● WORK INSTRUCTIONS
Reproduce the opening lines of the records exactly, up to and including the line in which "pub fn is_final(&self)" occurs.

---------------

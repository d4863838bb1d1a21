//! Phase attempt lifecycle.

use chrono::{DateTime, Utc};
use serde::{Deserialize, Serialize};

use super::candidate::{Candidate, JudgeDecision};
use super::evaluation::EvaluationResult;

/// Status of a phase attempt.
#[derive(Debug, Clone, Copy, Serialize, Deserialize, PartialEq, Eq)]
#[serde(rename_all = "snake_case")]
pub enum AttemptStatus {
    Pending,
    Running,
    Passed,
    Failed,
    Escalated,
}

impl AttemptStatus {
    pub fn is_final(&self) -> bool {
        matches!(self, Self::Passed | Self::Failed | Self::Escalated)
    }
}

/// A single attempt at a phase.
///
/// Built up by the state machine while the attempt runs, then sealed by
/// [`PhaseAttempt::finalize`], which consumes the builder.
#[derive(Debug, Clone, Serialize, Deserialize, PartialEq)]
pub struct PhaseAttempt {
    pub phase: String,
    /// 1-based
    pub attempt: u32,
    pub status: AttemptStatus,
    pub started_at: DateTime<Utc>,
    pub finished_at: Option<DateTime<Utc>>,
    pub candidates: Vec<Candidate>,
    /// Index into `candidates` of the accepted output
    pub selected: Option<usize>,
    pub decision: Option<JudgeDecision>,
    pub evaluations: Vec<EvaluationResult>,
    /// Why the attempt failed, when it did
    pub failure: Option<String>,
}

impl PhaseAttempt {
    pub fn start(phase: impl Into<String>, attempt: u32) -> Self {
        Self {
            phase: phase.into(),
            attempt,
            status: AttemptStatus::Running,
            started_at: Utc::now(),
            finished_at: None,
            candidates: Vec::new(),
            selected: None,
            decision: None,
            evaluations: Vec::new(),
            failure: None,
        }
    }

    /// The accepted candidate, if one was selected.
    pub fn selected_candidate(&self) -> Option<&Candidate> {
        self.selected.and_then(|i| self.candidates.get(i))
    }

    /// Seal the attempt with a final status.
    pub fn finalize(mut self, status: AttemptStatus) -> Self {
        debug_assert!(status.is_final());
        self.status = status;
        self.finished_at = Some(Utc::now());
        self
    }

    pub fn duration_ms(&self) -> Option<u64> {
        self.finished_at
            .map(|end| (end - self.started_at).num_milliseconds().max(0) as u64)
    }
}
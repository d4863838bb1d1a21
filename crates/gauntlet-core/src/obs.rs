//! Structured observability hooks for the phase lifecycle.
//!
//! This module provides:
//! - The phase-scoped `gauntlet.phase` span via [`phase_span`]
//! - Emission functions for key lifecycle events
//!
//! Events are emitted at `info!` level unless they signal trouble.
//! For JSON output, start the binary with `--json`.

use tracing::{info, warn};

/// Span covering one phase run, attempts and judge/evaluator logs included.
///
/// Attach it to the phase future with `tracing::Instrument`:
///
/// ```ignore
/// drive(ctx).instrument(phase_span("sprint-1", "plan", None)).await
/// ```
pub fn phase_span(sprint_id: &str, phase: &str, branch: Option<&str>) -> tracing::Span {
    tracing::info_span!(
        "gauntlet.phase",
        sprint_id = %sprint_id,
        phase = %phase,
        branch = branch.unwrap_or("main"),
    )
}

pub fn emit_phase_started(sprint_id: &str, phase: &str, max_attempts: u32) {
    info!(
        event = "phase.started",
        sprint_id = %sprint_id,
        phase = %phase,
        max_attempts = max_attempts,
    );
}

/// Emit event: phase reached a terminal outcome.
pub fn emit_phase_finished(sprint_id: &str, phase: &str, outcome: &str, attempts: u32, duration_ms: u64) {
    info!(
        event = "phase.finished",
        sprint_id = %sprint_id,
        phase = %phase,
        outcome = %outcome,
        attempts = attempts,
        duration_ms = duration_ms,
    );
}

pub fn emit_attempt_finished(phase: &str, attempt: u32, passed: bool, score: f64) {
    info!(
        event = "attempt.finished",
        phase = %phase,
        attempt = attempt,
        passed = passed,
        score = score,
    );
}

/// Emit event: the judge could not score and a fallback picked the winner.
pub fn emit_judge_degraded(phase: &str, winner: &str, reason: &str) {
    warn!(
        event = "judge.degraded",
        phase = %phase,
        winner = %winner,
        reason = %reason,
    );
}

pub fn emit_escalation(sprint_id: &str, phase: &str, reason: &str) {
    warn!(
        event = "phase.escalated",
        sprint_id = %sprint_id,
        phase = %phase,
        reason = %reason,
    );
}

pub fn emit_checkpoint_created(sprint_id: &str, checkpoint_id: &str, label: &str, sequence: u64) {
    info!(
        event = "checkpoint.created",
        sprint_id = %sprint_id,
        checkpoint_id = %checkpoint_id,
        label = %label,
        sequence = sequence,
    );
}

/// Emit event: an observer failed to take an event (warning level).
pub fn emit_delivery_failure(room: &str, observer: &str, sequence: u64, error: &dyn std::fmt::Display) {
    warn!(
        event = "observer.delivery_failed",
        room = %room,
        observer = %observer,
        sequence = sequence,
        error = %error,
    );
}
//! Sprint runner: ordered phases on top of the phase state machine.
//!
//! Owns the sprint-level lifecycle the phases don't see: record status,
//! workspace provisioning and disposal, the root checkpoint, and the
//! `sprint_*` events. Also the entry point for branch, rewind and restore,
//! so those show up in the room's event stream.

use std::sync::Arc;

use gauntlet_state::{
    Branch, BranchConfig, CheckpointId, CheckpointState, CheckpointStore, HistorySlot, RecordStore,
    SprintStatus, StorageError,
};
use serde::Serialize;
use serde_json::json;
use tracing::{info, instrument, warn};

use crate::backend::BackendConfig;
use crate::domain::{EngineError, EventMeta, EventType, PhaseAttempt, Result};
use crate::emitter::EventEmitter;
use crate::evaluator::EvaluatorRegistry;
use crate::executor::CandidateExecutor;
use crate::judge::{Judge, Judges};
use crate::machine::{CancelSignal, PhaseContext, PhaseOutcome, PhaseStateMachine, PhaseStatus};
use crate::metrics::METRICS;
use crate::obs;
use crate::workspace::{WorkspaceLease, WorkspaceProvider};

/// Label of the checkpoint taken before the first phase.
pub const START_LABEL: &str = "sprint:start";

/// Why a sprint ended up `failed`, for the human who picks it up.
#[derive(Debug, Clone, Serialize)]
pub struct FailureReport {
    pub reason: String,
    pub phase: String,
    /// Latest checkpoint written before the failure
    pub last_checkpoint: Option<CheckpointId>,
    /// Attempt history of the failing phase
    pub attempts: Vec<PhaseAttempt>,
}

/// Result of running a sprint or continuing a branch.
#[derive(Debug, Clone, Serialize)]
pub struct SprintReport {
    pub sprint_id: String,
    /// Final coarse status: `completed` or `failed`
    pub status: SprintStatus,
    /// Branch the phases ran on; `None` for the active branch
    pub branch: Option<String>,
    pub phases: Vec<PhaseOutcome>,
    pub failure: Option<FailureReport>,
}

impl SprintReport {
    pub fn is_success(&self) -> bool {
        self.status == SprintStatus::Completed
    }
}

/// Runs a sprint's phases with shared collaborators.
pub struct SprintRunner {
    records: Arc<dyn RecordStore>,
    checkpoints: Arc<dyn CheckpointStore>,
    emitter: Arc<EventEmitter>,
    workspaces: Option<Arc<dyn WorkspaceProvider>>,
    executor: Arc<CandidateExecutor>,
    backends: Vec<BackendConfig>,
    judges: Judges,
    evaluators: Arc<EvaluatorRegistry>,
    machine: PhaseStateMachine,
}

/// What a run needs beyond the runner's own collaborators.
struct RunPlan {
    branch: Option<String>,
    phases: Vec<String>,
    backends: Vec<BackendConfig>,
    judge: Arc<Judge>,
    parameters: serde_json::Value,
    /// Output carried into the first phase's goal
    carried_output: Option<String>,
}
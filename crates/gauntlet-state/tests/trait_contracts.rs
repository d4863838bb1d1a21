//! Trait contract tests for CheckpointStore, SequenceCounter and RecordStore.
//!
//! These tests exercise the in-memory implementations through the trait
//! objects the engine uses. Any conforming implementation must pass them.

use std::collections::HashSet;
use std::sync::Arc;

use gauntlet_state::storage_traits::*;
use gauntlet_state::{
    BranchConfig, Checkpoint, CheckpointState, MemoryCheckpointStore, MemorySequenceCounter,
    SprintStatus, StorageError, MAIN_BRANCH,
};

fn state(phase: &str) -> CheckpointState {
    CheckpointState::new(SprintStatus::Active).with_phase(phase)
}

async fn seeded(store: &dyn CheckpointStore, sprint: &str, n: usize) -> Vec<Checkpoint> {
    let mut out = Vec::new();
    for i in 0..n {
        out.push(
            store
                .create_checkpoint(sprint, &format!("cp-{i}"), state(&format!("p{i}")))
                .await
                .unwrap(),
        );
    }
    out
}

// ===========================================================================
// CheckpointStore contract tests
// ===========================================================================

#[tokio::test]
async fn first_checkpoint_is_root_on_main() {
    let store = MemoryCheckpointStore::new();
    let cps = seeded(&store, "s1", 1).await;

    assert!(cps[0].is_root());
    assert_eq!(store.active_branch("s1").await.unwrap(), MAIN_BRANCH);
    assert_eq!(store.current("s1").await.unwrap().unwrap().id, cps[0].id);
}

#[tokio::test]
async fn rewinding_main_keeps_lineage_of_live_branches() {
    let store = MemoryCheckpointStore::new();
    let cps = seeded(&store, "s1", 3).await;
    store
        .branch_from(&cps[2].id, BranchConfig::named("alt"))
        .await
        .unwrap();
    let a1 = store
        .create_checkpoint_on("s1", "alt", "alt-1", state("alt"))
        .await
        .unwrap();

    store.rewind("s1", &cps[1].id).await.unwrap();

    let live: HashSet<_> = store
        .list_checkpoints("s1")
        .await
        .unwrap()
        .into_iter()
        .map(|c| c.id)
        .collect();
    for node in store.lineage(&a1.id).await.unwrap() {
        assert!(live.contains(&node.id), "{} hidden under a live branch", node.label);
    }
    assert_eq!(store.current("s1").await.unwrap().unwrap().id, cps[1].id);
}

#[tokio::test]
async fn current_is_none_for_unknown_sprint() {
    let store = MemoryCheckpointStore::new();
    assert!(store.current("nobody").await.unwrap().is_none());
}

#[tokio::test]
async fn lineage_runs_root_to_node() {
    let store = MemoryCheckpointStore::new();
    let cps = seeded(&store, "s1", 4).await;

    let lineage = store.lineage(&cps[3].id).await.unwrap();
    let ids: Vec<_> = lineage.iter().map(|c| c.id.clone()).collect();
    let expected: Vec<_> = cps.iter().map(|c| c.id.clone()).collect();
    assert_eq!(ids, expected);
}

#[tokio::test]
async fn sequences_strictly_increase() {
    let store = MemoryCheckpointStore::new();
    let cps = seeded(&store, "s1", 5).await;
    for pair in cps.windows(2) {
        assert!(pair[1].sequence > pair[0].sequence);
    }
}

#[tokio::test]
async fn branching_twice_from_same_checkpoint_diverges() {
    let store = MemoryCheckpointStore::new();
    let cps = seeded(&store, "s1", 3).await;
    let before = store.list_checkpoints("s1").await.unwrap();

    let a = store
        .branch_from(&cps[1].id, BranchConfig::named("a"))
        .await
        .unwrap();
    let b = store
        .branch_from(&cps[1].id, BranchConfig::named("b"))
        .await
        .unwrap();
    assert_ne!(a.name, b.name);
    assert_eq!(a.origin, cps[1].id);
    assert_eq!(b.origin, cps[1].id);

    // Branching alone writes nothing
    assert_eq!(store.list_checkpoints("s1").await.unwrap(), before);

    let on_a = store
        .create_checkpoint_on("s1", "a", "a-1", state("a"))
        .await
        .unwrap();
    let on_b = store
        .create_checkpoint_on("s1", "b", "b-1", state("b"))
        .await
        .unwrap();
    assert_eq!(on_a.parent_id.as_ref(), Some(&cps[1].id));
    assert_eq!(on_b.parent_id.as_ref(), Some(&cps[1].id));

    // The source lineage is untouched
    let main_head = store.get_branch("s1", MAIN_BRANCH).await.unwrap().head;
    assert_eq!(main_head, cps[2].id);
    assert_eq!(store.get_checkpoint(&cps[1].id).await.unwrap(), cps[1]);
}

#[tokio::test]
async fn rewind_then_create_keeps_history_recoverable() {
    let store = MemoryCheckpointStore::new();
    let cps = seeded(&store, "s1", 4).await;

    let slot = store.rewind("s1", &cps[1].id).await.unwrap();
    assert_eq!(slot.version, 1);
    assert_eq!(slot.checkpoints.len(), 2);
    assert_eq!(store.current("s1").await.unwrap().unwrap().id, cps[1].id);

    let fresh = store
        .create_checkpoint("s1", "redo", state("redo"))
        .await
        .unwrap();
    assert_eq!(fresh.parent_id.as_ref(), Some(&cps[1].id));

    // Archived checkpoints are still addressable
    assert_eq!(store.get_checkpoint(&cps[3].id).await.unwrap().label, "cp-3");

    let displaced = store.restore("s1", 1).await.unwrap();
    assert_eq!(displaced.checkpoints[0].id, fresh.id);
    assert_eq!(store.current("s1").await.unwrap().unwrap().id, cps[3].id);
    assert_eq!(store.history("s1").await.unwrap().len(), 2);
}

#[tokio::test]
async fn rewind_to_foreign_sprint_checkpoint_fails() {
    let store = MemoryCheckpointStore::new();
    seeded(&store, "s1", 2).await;
    let other = seeded(&store, "s2", 1).await;

    let err = store.rewind("s1", &other[0].id).await.unwrap_err();
    assert!(matches!(err, StorageError::CheckpointNotFound { .. }));
}

#[tokio::test]
async fn rewind_off_lineage_fails() {
    let store = MemoryCheckpointStore::new();
    let cps = seeded(&store, "s1", 2).await;
    store
        .branch_from(&cps[0].id, BranchConfig::named("alt"))
        .await
        .unwrap();
    let alt = store
        .create_checkpoint_on("s1", "alt", "alt-1", state("alt"))
        .await
        .unwrap();

    let err = store.rewind("s1", &alt.id).await.unwrap_err();
    assert!(matches!(err, StorageError::NotOnLineage { .. }));
}

#[tokio::test]
async fn checkout_switches_active_branch() {
    let store = MemoryCheckpointStore::new();
    let cps = seeded(&store, "s1", 2).await;
    store
        .branch_from(&cps[0].id, BranchConfig::named("alt"))
        .await
        .unwrap();

    let branch = store.checkout("s1", "alt").await.unwrap();
    assert_eq!(branch.head, cps[0].id);
    let next = store
        .create_checkpoint("s1", "on-alt", state("x"))
        .await
        .unwrap();
    assert_eq!(next.branch, "alt");
    assert_eq!(next.parent_id.as_ref(), Some(&cps[0].id));
}

#[tokio::test]
async fn insert_rejects_parent_from_other_sprint() {
    let store = MemoryCheckpointStore::new();
    seeded(&store, "s1", 1).await;
    let other = seeded(&store, "s2", 1).await;

    let node = Checkpoint::new("s1", MAIN_BRANCH, "x", Some(other[0].id.clone()), state("x"));
    let err = store.insert_checkpoint(node).await.unwrap_err();
    assert!(matches!(err, StorageError::InvalidParent { .. }));
}

#[tokio::test]
async fn insert_rejects_duplicate_id() {
    let store = MemoryCheckpointStore::new();
    let cps = seeded(&store, "s1", 1).await;

    let mut dup = Checkpoint::new("s1", "alt", "dup", Some(cps[0].id.clone()), state("x"));
    dup.id = cps[0].id.clone();
    let err = store.insert_checkpoint(dup).await.unwrap_err();
    assert!(matches!(err, StorageError::DuplicateCheckpoint { .. }));
}

#[tokio::test]
async fn insert_non_root_into_unknown_sprint_creates_nothing() {
    let store = MemoryCheckpointStore::new();
    let node = Checkpoint::new("ghost", MAIN_BRANCH, "x", Some("p".into()), state("x"));
    assert!(store.insert_checkpoint(node).await.is_err());
    assert!(matches!(
        store.list_checkpoints("ghost").await.unwrap_err(),
        StorageError::SprintNotFound { .. }
    ));
}

#[tokio::test]
async fn lookup_errors_leave_state_untouched() {
    let store = MemoryCheckpointStore::new();
    let cps = seeded(&store, "s1", 3).await;
    let before = store.list_checkpoints("s1").await.unwrap();

    assert!(store.get_checkpoint(&"missing".into()).await.unwrap_err().is_lookup());
    assert!(store
        .branch_from(&"missing".into(), BranchConfig::default())
        .await
        .unwrap_err()
        .is_lookup());
    assert!(store.rewind("s1", &"missing".into()).await.unwrap_err().is_lookup());
    assert!(store.restore("s1", 9).await.unwrap_err().is_lookup());
    assert!(store.checkout("s1", "nope").await.unwrap_err().is_lookup());

    assert_eq!(store.list_checkpoints("s1").await.unwrap(), before);
    assert_eq!(store.current("s1").await.unwrap().unwrap().id, cps[2].id);
    assert!(store.history("s1").await.unwrap().is_empty());
}

#[tokio::test]
async fn concurrent_writes_to_one_sprint_are_linearized() {
    let store = Arc::new(MemoryCheckpointStore::new());
    seeded(store.as_ref(), "s1", 1).await;

    let mut handles = Vec::new();
    for i in 0..16 {
        let store = store.clone();
        handles.push(tokio::spawn(async move {
            store
                .create_checkpoint("s1", &format!("w{i}"), state("w"))
                .await
                .unwrap()
        }));
    }
    for h in handles {
        h.await.unwrap();
    }

    let live = store.list_checkpoints("s1").await.unwrap();
    assert_eq!(live.len(), 17);
    // A single chain: every node's parent is the previous node.
    for pair in live.windows(2) {
        assert_eq!(pair[1].parent_id.as_ref(), Some(&pair[0].id));
    }
}

// ===========================================================================
// SequenceCounter contract tests
// ===========================================================================

#[tokio::test]
async fn sequence_counter_is_gapless_under_contention() {
    let counter = Arc::new(MemorySequenceCounter::new());
    let mut handles = Vec::new();
    for _ in 0..8 {
        let counter = counter.clone();
        handles.push(tokio::spawn(async move {
            let mut got = Vec::new();
            for _ in 0..25 {
                got.push(counter.next("room").await.unwrap());
            }
            got
        }));
    }

    let mut all = HashSet::new();
    for h in handles {
        for v in h.await.unwrap() {
            assert!(all.insert(v), "sequence {v} handed out twice");
        }
    }
    let expected: HashSet<u64> = (1..=200).collect();
    assert_eq!(all, expected);
    assert_eq!(counter.current("room").await.unwrap(), 200);
}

---------------

● OUTPUT OF THE TASK
repository d4863838bb1d1a21
//! Phase attempt lifecycle.

use chrono::{DateTime, Utc};
use serde::{Deserialize, Serialize};

use super::candidate::{Candidate, JudgeDecision};
use super::evaluation::EvaluationResult;

/// Status of a phase attempt.
#[derive(Debug, Clone, Copy, Serialize, Deserialize, PartialEq, Eq)]
#[serde(rename_all = "snake_case")]
pub enum AttemptStatus {
    Pending,
    Running,
    Passed,
    Failed,
    Escalated,
}

impl AttemptStatus {
    pub fn is_final(&self) -> bool {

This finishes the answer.